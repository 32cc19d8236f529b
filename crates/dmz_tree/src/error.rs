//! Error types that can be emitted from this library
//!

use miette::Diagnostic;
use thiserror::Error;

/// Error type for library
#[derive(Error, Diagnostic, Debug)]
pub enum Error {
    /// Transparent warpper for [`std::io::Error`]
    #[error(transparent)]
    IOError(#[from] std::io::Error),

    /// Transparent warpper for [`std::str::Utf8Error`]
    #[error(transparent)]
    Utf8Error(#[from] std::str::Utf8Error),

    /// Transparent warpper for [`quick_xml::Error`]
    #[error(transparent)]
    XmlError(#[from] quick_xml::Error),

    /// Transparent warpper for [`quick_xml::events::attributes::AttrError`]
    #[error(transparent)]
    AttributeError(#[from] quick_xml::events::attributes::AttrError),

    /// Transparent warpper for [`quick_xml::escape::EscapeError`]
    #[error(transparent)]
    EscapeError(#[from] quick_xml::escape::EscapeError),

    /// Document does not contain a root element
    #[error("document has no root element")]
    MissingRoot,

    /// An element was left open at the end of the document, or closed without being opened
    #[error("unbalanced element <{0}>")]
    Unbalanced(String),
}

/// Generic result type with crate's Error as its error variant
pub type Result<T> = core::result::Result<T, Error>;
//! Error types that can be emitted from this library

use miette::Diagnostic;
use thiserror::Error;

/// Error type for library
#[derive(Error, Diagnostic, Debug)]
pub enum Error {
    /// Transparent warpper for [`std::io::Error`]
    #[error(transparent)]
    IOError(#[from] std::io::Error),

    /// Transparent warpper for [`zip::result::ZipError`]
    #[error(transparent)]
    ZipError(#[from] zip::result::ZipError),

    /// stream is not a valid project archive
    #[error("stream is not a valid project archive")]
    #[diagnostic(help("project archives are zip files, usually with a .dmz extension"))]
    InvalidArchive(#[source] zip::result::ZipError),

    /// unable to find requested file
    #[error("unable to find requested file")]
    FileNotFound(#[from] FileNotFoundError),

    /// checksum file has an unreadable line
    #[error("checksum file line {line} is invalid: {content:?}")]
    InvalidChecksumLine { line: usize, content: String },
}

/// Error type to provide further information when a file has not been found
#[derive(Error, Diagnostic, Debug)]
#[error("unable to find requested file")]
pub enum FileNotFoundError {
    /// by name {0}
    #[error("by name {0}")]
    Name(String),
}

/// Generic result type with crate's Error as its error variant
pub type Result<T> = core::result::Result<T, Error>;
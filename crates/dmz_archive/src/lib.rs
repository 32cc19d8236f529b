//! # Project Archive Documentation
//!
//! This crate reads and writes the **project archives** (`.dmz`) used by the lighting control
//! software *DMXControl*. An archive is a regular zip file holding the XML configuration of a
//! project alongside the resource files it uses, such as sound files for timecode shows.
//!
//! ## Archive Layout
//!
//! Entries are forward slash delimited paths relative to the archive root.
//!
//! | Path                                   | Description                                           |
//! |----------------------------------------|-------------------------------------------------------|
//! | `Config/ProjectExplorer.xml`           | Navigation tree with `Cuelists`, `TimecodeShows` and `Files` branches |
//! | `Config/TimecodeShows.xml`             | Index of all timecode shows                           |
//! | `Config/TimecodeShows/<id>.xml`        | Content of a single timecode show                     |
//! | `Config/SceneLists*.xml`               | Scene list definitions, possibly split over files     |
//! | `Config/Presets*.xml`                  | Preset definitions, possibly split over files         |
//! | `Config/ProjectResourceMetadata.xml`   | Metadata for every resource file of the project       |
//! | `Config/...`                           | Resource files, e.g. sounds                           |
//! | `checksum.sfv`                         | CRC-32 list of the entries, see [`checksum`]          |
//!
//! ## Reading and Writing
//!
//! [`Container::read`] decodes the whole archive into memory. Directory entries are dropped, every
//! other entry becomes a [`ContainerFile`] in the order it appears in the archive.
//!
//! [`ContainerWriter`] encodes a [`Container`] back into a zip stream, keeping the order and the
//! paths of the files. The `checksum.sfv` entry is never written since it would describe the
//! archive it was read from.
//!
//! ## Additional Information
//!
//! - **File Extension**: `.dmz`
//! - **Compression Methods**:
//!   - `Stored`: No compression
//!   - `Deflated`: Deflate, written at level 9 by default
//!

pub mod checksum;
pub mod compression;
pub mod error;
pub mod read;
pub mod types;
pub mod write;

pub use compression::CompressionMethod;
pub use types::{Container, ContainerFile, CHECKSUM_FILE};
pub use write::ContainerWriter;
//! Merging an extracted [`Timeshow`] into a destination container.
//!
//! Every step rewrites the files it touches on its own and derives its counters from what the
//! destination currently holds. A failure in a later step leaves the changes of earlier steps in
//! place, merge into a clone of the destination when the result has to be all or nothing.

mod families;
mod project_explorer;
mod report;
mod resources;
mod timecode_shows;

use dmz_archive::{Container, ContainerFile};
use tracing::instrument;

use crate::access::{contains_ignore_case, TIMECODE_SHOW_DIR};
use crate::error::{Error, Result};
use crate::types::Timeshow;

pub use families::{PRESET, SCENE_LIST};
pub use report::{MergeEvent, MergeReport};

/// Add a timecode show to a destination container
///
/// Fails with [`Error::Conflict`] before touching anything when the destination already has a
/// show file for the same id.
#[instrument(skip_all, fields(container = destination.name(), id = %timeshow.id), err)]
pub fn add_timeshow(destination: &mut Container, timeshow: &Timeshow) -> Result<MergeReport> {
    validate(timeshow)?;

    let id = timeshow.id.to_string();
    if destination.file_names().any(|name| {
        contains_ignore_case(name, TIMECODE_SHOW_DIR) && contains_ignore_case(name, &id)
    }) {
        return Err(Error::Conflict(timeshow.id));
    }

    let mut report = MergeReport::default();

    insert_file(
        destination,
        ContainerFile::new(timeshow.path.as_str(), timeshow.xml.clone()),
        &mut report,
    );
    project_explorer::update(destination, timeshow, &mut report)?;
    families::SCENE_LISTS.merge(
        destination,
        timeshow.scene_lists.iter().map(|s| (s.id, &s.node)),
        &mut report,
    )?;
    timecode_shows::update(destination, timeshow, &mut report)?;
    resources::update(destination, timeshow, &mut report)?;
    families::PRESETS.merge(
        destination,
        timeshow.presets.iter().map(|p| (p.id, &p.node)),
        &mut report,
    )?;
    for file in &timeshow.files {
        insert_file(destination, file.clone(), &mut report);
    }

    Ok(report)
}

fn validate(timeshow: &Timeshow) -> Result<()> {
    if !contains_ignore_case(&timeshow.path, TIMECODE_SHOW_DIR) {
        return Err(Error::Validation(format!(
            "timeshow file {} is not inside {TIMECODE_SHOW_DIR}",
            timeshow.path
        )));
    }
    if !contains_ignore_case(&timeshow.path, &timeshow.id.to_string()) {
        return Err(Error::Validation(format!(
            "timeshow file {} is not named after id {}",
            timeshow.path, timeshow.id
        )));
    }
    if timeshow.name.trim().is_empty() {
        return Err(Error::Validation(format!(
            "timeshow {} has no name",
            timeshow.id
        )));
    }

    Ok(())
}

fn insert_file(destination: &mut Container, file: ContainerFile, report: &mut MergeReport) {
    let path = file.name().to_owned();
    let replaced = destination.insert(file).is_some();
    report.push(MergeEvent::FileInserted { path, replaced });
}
__________
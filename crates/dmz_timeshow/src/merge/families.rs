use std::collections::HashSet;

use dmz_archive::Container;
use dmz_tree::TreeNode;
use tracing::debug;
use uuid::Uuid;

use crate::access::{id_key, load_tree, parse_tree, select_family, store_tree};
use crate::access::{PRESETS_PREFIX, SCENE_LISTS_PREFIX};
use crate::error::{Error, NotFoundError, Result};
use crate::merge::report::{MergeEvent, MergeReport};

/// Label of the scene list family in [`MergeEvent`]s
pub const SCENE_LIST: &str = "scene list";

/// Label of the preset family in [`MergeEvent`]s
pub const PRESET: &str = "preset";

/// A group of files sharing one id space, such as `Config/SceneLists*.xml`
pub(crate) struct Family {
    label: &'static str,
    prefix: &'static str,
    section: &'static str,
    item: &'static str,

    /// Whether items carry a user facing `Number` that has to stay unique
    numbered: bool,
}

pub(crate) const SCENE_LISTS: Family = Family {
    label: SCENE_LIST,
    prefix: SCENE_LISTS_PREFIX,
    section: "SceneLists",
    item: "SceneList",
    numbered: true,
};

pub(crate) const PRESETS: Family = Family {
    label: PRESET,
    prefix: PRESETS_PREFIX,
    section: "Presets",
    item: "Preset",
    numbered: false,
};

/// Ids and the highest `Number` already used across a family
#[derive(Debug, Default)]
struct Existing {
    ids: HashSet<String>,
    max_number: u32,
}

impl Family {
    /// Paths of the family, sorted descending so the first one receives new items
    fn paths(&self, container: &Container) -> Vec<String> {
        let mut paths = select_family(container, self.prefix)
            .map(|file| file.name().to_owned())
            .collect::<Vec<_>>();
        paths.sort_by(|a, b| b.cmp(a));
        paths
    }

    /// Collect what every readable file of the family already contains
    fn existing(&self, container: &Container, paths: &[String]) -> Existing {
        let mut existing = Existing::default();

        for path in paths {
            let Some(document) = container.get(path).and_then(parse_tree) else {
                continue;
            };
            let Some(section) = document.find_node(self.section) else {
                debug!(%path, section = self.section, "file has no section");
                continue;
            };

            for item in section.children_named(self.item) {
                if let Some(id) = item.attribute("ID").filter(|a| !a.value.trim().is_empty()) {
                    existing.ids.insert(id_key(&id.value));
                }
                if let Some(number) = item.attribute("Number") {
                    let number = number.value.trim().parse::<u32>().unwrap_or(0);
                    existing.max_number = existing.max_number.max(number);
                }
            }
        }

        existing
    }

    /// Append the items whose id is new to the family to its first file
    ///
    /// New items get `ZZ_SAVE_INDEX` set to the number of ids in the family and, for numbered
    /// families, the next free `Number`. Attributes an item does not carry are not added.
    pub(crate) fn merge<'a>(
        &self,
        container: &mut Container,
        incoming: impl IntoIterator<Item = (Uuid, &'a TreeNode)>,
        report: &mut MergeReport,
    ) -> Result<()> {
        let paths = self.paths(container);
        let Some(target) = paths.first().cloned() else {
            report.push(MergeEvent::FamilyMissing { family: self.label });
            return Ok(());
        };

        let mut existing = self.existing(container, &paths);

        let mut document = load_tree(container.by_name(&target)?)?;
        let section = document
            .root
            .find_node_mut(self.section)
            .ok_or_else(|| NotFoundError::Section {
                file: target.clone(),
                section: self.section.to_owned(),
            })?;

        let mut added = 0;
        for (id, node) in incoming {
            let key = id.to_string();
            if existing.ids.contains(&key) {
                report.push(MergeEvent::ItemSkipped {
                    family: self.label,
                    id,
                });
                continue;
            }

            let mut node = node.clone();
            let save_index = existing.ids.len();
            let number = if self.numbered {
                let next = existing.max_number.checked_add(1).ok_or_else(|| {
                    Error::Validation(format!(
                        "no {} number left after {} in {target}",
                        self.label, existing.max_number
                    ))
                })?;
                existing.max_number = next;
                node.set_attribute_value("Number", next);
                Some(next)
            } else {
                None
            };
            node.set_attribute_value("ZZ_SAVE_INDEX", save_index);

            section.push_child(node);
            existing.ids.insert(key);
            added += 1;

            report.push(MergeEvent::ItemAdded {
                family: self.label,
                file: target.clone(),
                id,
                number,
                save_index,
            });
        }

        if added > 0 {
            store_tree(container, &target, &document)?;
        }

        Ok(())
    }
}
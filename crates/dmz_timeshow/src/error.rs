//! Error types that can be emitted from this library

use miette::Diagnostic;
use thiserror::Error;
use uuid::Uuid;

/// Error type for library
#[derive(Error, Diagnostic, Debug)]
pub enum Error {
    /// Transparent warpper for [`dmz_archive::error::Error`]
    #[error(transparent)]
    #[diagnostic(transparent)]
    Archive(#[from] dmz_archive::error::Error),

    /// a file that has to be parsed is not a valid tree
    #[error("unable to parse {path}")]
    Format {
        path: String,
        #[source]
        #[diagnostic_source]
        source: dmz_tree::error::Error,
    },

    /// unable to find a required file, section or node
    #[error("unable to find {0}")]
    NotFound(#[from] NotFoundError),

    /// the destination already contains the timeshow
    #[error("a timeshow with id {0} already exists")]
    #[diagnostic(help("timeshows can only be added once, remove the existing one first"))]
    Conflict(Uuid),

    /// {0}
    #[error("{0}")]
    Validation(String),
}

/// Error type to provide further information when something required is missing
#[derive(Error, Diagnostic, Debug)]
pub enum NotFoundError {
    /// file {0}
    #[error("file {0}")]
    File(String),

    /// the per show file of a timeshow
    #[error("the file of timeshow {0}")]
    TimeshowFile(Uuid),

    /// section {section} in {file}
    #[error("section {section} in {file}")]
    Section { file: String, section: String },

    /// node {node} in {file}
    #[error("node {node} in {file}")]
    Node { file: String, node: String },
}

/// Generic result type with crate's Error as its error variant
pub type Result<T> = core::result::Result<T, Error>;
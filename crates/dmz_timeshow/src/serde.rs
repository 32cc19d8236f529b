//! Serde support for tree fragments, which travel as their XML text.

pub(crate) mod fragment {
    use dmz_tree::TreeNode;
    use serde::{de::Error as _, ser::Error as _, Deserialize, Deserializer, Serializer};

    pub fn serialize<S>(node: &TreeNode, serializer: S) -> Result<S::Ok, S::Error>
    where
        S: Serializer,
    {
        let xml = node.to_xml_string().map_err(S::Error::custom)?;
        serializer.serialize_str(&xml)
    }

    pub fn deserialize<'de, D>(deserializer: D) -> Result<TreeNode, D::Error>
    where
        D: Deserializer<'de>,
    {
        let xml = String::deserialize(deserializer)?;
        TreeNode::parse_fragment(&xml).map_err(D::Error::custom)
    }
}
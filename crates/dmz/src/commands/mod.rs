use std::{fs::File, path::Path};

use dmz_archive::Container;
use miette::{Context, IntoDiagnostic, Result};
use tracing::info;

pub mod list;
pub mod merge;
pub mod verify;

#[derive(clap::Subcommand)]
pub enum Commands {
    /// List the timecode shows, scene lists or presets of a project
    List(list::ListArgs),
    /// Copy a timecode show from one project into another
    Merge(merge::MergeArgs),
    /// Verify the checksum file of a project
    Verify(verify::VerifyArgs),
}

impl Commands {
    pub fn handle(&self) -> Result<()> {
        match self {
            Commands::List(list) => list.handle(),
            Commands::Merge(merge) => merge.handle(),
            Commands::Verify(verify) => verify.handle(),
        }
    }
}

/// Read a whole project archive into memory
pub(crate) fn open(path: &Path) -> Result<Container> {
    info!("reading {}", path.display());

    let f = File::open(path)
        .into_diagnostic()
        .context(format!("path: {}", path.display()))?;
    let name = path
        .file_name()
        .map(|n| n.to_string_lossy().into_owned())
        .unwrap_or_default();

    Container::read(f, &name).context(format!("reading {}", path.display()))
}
__________
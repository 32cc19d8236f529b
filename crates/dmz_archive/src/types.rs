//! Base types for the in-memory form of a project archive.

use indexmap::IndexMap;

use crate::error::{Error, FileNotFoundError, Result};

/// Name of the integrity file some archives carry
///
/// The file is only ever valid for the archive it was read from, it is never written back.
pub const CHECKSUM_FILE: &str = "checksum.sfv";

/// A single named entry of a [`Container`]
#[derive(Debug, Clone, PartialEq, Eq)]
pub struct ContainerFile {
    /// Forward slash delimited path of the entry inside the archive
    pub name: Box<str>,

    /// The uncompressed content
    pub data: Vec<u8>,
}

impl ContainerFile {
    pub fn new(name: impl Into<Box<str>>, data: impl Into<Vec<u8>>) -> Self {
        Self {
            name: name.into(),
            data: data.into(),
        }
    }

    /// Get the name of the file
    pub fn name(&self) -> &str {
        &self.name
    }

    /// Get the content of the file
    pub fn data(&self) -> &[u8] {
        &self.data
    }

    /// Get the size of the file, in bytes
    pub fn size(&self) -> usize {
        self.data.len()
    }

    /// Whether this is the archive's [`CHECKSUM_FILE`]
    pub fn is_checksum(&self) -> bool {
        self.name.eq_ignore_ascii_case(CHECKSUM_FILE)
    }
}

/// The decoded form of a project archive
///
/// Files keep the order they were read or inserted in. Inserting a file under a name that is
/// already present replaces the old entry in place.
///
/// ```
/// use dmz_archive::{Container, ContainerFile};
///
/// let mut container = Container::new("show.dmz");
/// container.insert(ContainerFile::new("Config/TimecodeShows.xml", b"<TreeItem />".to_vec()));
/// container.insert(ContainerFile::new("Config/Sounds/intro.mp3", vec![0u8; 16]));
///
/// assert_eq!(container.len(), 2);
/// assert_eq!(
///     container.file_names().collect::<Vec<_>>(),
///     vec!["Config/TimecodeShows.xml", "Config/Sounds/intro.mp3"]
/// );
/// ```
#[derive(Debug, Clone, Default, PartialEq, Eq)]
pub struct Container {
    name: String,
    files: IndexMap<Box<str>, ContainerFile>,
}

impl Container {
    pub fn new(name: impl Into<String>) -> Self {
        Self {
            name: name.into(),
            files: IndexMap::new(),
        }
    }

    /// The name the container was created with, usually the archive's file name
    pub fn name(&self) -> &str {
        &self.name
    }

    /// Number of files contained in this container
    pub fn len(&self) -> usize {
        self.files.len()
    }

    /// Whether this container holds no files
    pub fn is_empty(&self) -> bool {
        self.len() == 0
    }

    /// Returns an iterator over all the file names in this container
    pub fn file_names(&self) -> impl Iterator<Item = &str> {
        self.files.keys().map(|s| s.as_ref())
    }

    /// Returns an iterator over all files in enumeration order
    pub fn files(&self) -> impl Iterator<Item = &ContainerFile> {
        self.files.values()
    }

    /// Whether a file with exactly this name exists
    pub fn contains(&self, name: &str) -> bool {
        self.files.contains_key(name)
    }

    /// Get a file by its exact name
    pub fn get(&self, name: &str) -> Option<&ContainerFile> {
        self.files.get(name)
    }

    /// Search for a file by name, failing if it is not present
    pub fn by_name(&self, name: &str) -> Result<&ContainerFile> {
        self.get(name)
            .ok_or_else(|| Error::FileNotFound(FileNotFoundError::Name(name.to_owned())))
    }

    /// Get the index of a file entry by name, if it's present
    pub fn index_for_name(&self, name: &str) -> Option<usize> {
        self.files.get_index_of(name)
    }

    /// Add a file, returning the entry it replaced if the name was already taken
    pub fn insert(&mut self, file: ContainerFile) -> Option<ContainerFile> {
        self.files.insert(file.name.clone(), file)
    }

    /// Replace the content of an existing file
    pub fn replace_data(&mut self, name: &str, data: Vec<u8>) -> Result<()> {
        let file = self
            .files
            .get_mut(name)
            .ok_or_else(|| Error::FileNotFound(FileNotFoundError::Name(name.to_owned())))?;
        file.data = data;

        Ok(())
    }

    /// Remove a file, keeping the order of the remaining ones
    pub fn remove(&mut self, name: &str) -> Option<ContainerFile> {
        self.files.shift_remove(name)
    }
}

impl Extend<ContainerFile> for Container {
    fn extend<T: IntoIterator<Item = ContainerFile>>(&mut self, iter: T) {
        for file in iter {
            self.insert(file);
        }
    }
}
__________
## ABOUT THIS EXERCISE
List every line in the records above that contains the word "back".

## WRITTEN REPLY
//! [`ContainerWriter`] encodes a [`Container`] back into a zip stream, keeping the order and the
/// The file is only ever valid for the archive it was read from, it is never written back.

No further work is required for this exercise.